## YOUR INSTRUCTIONS
Retype the data exactly, leaving nothing out.

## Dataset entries
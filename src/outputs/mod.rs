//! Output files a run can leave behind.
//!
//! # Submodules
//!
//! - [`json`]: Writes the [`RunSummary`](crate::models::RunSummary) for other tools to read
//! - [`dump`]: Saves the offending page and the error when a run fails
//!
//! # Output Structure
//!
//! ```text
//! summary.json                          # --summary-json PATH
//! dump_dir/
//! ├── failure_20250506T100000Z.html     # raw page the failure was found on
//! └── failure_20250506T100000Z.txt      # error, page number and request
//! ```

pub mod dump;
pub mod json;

## EXERCISE SOLUTION
filename src/outputs/mod.rs
//! Output files a run can leave behind.
//!
//! # Submodules
//!
//! - [`json`]: Writes the [`RunSummary`](crate::models::RunSummary) for other tools to read
//! - [`dump`]: Saves the offending page and the error when a run fails
//!
//! # Output Structure
//!
//! ```text
//! summary.json                          # --summary-json PATH
//! dump_dir/
//! ├── failure_20250506T100000Z.html     # raw page the failure was found on
//! └── failure_20250506T100000Z.txt      # error, page number and request
//! ```

pub mod dump;
pub mod json;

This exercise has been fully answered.